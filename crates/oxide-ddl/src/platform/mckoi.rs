//! McKoi SQL.

use crate::error::Result;
use crate::registry::SizeFormat;
use crate::types::JdbcType as J;

use super::{Platform, PlatformInfo, TypeTables, PLAIN, PRECISION, SIZED};

const NAME: &str = "Mckoi";

const TYPES: &[(&str, u64)] = &[
    ("BOOLEAN", 1),
    ("TINYINT", 3),
    ("SMALLINT", 5),
    ("INTEGER", 10),
    ("BIGINT", 19),
    ("NUMERIC", 0),
    ("REAL", 0),
    ("DOUBLE", 0),
    ("CHAR", 0),
    ("VARCHAR", 0),
    ("LONGVARCHAR", 0),
    ("BINARY", 0),
    ("VARBINARY", 0),
    ("LONGVARBINARY", 0),
    ("DATE", 0),
    ("TIME", 0),
    ("TIMESTAMP", 0),
];

const MAPPINGS: &[(J, &str, SizeFormat)] = &[
    (J::Char, "CHAR", SIZED),
    (J::Varchar, "VARCHAR", SIZED),
    (J::LongVarchar, "LONGVARCHAR", PLAIN),
    (J::Clob, "LONGVARCHAR", PLAIN),
    (J::Numeric, "NUMERIC", PRECISION),
    (J::Decimal, "NUMERIC", PRECISION),
    (J::Bit, "BOOLEAN", PLAIN),
    (J::Boolean, "BOOLEAN", PLAIN),
    (J::TinyInt, "TINYINT", PLAIN),
    (J::SmallInt, "SMALLINT", PLAIN),
    (J::Integer, "INTEGER", PLAIN),
    (J::BigInt, "BIGINT", PLAIN),
    (J::Real, "REAL", PLAIN),
    (J::Float, "DOUBLE", PLAIN),
    (J::Double, "DOUBLE", PLAIN),
    (J::Binary, "BINARY", SIZED),
    (J::VarBinary, "VARBINARY", SIZED),
    (J::LongVarBinary, "LONGVARBINARY", PLAIN),
    (J::Blob, "LONGVARBINARY", PLAIN),
    (J::Date, "DATE", PLAIN),
    (J::Time, "TIME", PLAIN),
    (J::Timestamp, "TIMESTAMP", PLAIN),
];

pub(super) fn platform() -> Result<Platform> {
    let types = TypeTables {
        types: TYPES,
        scales: &[],
        mappings: MAPPINGS,
        auto_increment: &[],
    }
    .build()?;

    let mut info = PlatformInfo::new(NAME);
    info.add_required_column_without_default_supported = true;
    info.database_operation_drivers = vec!["com.mckoi.JDBCDriver".into()];

    Ok(Platform::new(info, types))
}
use serde::{Deserialize, Serialize};

use crate::error::{DdlError, Result};

use super::{name_lists_equal, names_equal, optional_names_match};

#[derive(Debug, Clone, Copy, Default, PartialEq, Eq, Hash, Serialize, Deserialize)]
#[serde(rename_all = "snake_case")]
enum IndexKind {
    #[default]
    Regular,
    Unique,
}

/// Schema definition for an index.
///
/// An index built with [`Index::unique`] is a unique index: it stays
/// unique for its whole life.
#[derive(Debug, Clone, PartialEq, Eq, Serialize, Deserialize)]
pub struct Index {
    /// Index name.
    #[serde(default, skip_serializing_if = "Option::is_none")]
    pub name: Option<String>,
    /// Columns included in the index, in order.
    pub columns: Vec<String>,
    #[serde(default)]
    unique: bool,
    #[serde(default)]
    kind: IndexKind,
}

impl Index {
    /// Creates a non-unique index.
    #[must_use]
    pub fn new(name: impl Into<String>) -> Self {
        Self {
            name: Some(name.into()),
            columns: Vec::new(),
            unique: false,
            kind: IndexKind::Regular,
        }
    }

    /// Creates a unique index.
    #[must_use]
    pub fn unique(name: impl Into<String>) -> Self {
        Self {
            name: Some(name.into()),
            columns: Vec::new(),
            unique: true,
            kind: IndexKind::Unique,
        }
    }

    /// Removes the name.
    #[must_use]
    pub fn unnamed(mut self) -> Self {
        self.name = None;
        self
    }

    /// Appends a column.
    #[must_use]
    pub fn column(mut self, name: impl Into<String>) -> Self {
        self.columns.push(name.into());
        self
    }

    /// Whether the index enforces uniqueness.
    #[must_use]
    pub fn is_unique(&self) -> bool {
        self.kind == IndexKind::Unique || self.unique
    }

    /// Changes the uniqueness flag. Unique indexes reject `false`.
    pub fn set_unique(&mut self, unique: bool) -> Result<()> {
        if self.kind == IndexKind::Unique && !unique {
            return Err(DdlError::InvalidIndexState(
                self.name.clone().unwrap_or_default(),
            ));
        }
        self.unique = unique;
        Ok(())
    }

    /// Whether the index covers `column`.
    #[must_use]
    pub fn has_column(&self, column: &str, case_sensitive: bool) -> bool {
        self.columns
            .iter()
            .any(|c| names_equal(c, column, case_sensitive))
    }

    /// Two indexes are equivalent if they cover the same columns in the
    /// same order with the same uniqueness. Names only matter when both
    /// sides have one.
    #[must_use]
    pub fn is_equivalent(&self, other: &Self, case_sensitive: bool) -> bool {
        self.is_unique() == other.is_unique()
            && name_lists_equal(&self.columns, &other.columns, case_sensitive)
            && optional_names_match(self.name.as_deref(), other.name.as_deref(), case_sensitive)
    }
}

====================

Task details
Find the lines of the listing above that hold "order". Please copy them.

Output for this task
    /// Columns included in the index, in order.
    /// same order with the same uniqueness. Names only matter when both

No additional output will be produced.